[Start of section]

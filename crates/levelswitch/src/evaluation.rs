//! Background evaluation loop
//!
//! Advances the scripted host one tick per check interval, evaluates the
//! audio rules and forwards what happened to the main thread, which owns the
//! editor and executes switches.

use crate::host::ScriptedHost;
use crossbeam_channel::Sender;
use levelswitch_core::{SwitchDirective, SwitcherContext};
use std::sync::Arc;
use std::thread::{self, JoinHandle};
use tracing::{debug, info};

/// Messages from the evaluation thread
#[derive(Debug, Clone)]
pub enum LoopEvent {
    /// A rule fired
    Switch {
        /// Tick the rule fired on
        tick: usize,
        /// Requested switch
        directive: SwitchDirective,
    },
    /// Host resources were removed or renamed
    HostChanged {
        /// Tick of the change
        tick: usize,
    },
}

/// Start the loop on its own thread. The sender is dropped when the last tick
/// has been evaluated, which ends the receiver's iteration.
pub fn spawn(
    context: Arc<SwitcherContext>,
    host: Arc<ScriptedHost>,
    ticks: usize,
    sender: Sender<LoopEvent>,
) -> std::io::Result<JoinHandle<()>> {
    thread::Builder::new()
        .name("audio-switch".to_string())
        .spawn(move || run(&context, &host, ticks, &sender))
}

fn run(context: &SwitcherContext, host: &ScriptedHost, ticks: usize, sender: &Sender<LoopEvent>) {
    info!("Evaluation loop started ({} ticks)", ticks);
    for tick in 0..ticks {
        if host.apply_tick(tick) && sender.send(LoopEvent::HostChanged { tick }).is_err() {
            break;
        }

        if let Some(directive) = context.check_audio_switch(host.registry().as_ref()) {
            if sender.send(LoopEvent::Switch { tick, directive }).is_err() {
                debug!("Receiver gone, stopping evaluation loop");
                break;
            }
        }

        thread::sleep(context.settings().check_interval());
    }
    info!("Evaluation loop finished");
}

[End of section]

EXERCISE INSTRUCTIONS:
Transcribe, exactly and without additions, the lines of the records above, beginning with the line that contains "removed or renamed" and ending with the line that contains "for tick in", both included.

EXERCISE SOLUTION:
    /// Host resources were removed or renamed
    HostChanged {
        /// Tick of the change
        tick: usize,
    },
}

/// Start the loop on its own thread. The sender is dropped when the last tick
/// has been evaluated, which ends the receiver's iteration.
pub fn spawn(
    context: Arc<SwitcherContext>,
    host: Arc<ScriptedHost>,
    ticks: usize,
    sender: Sender<LoopEvent>,
) -> std::io::Result<JoinHandle<()>> {
    thread::Builder::new()
        .name("audio-switch".to_string())
        .spawn(move || run(&context, &host, ticks, &sender))
}

fn run(context: &SwitcherContext, host: &ScriptedHost, ticks: usize, sender: &Sender<LoopEvent>) {
    info!("Evaluation loop started ({} ticks)", ticks);
    for tick in 0..ticks {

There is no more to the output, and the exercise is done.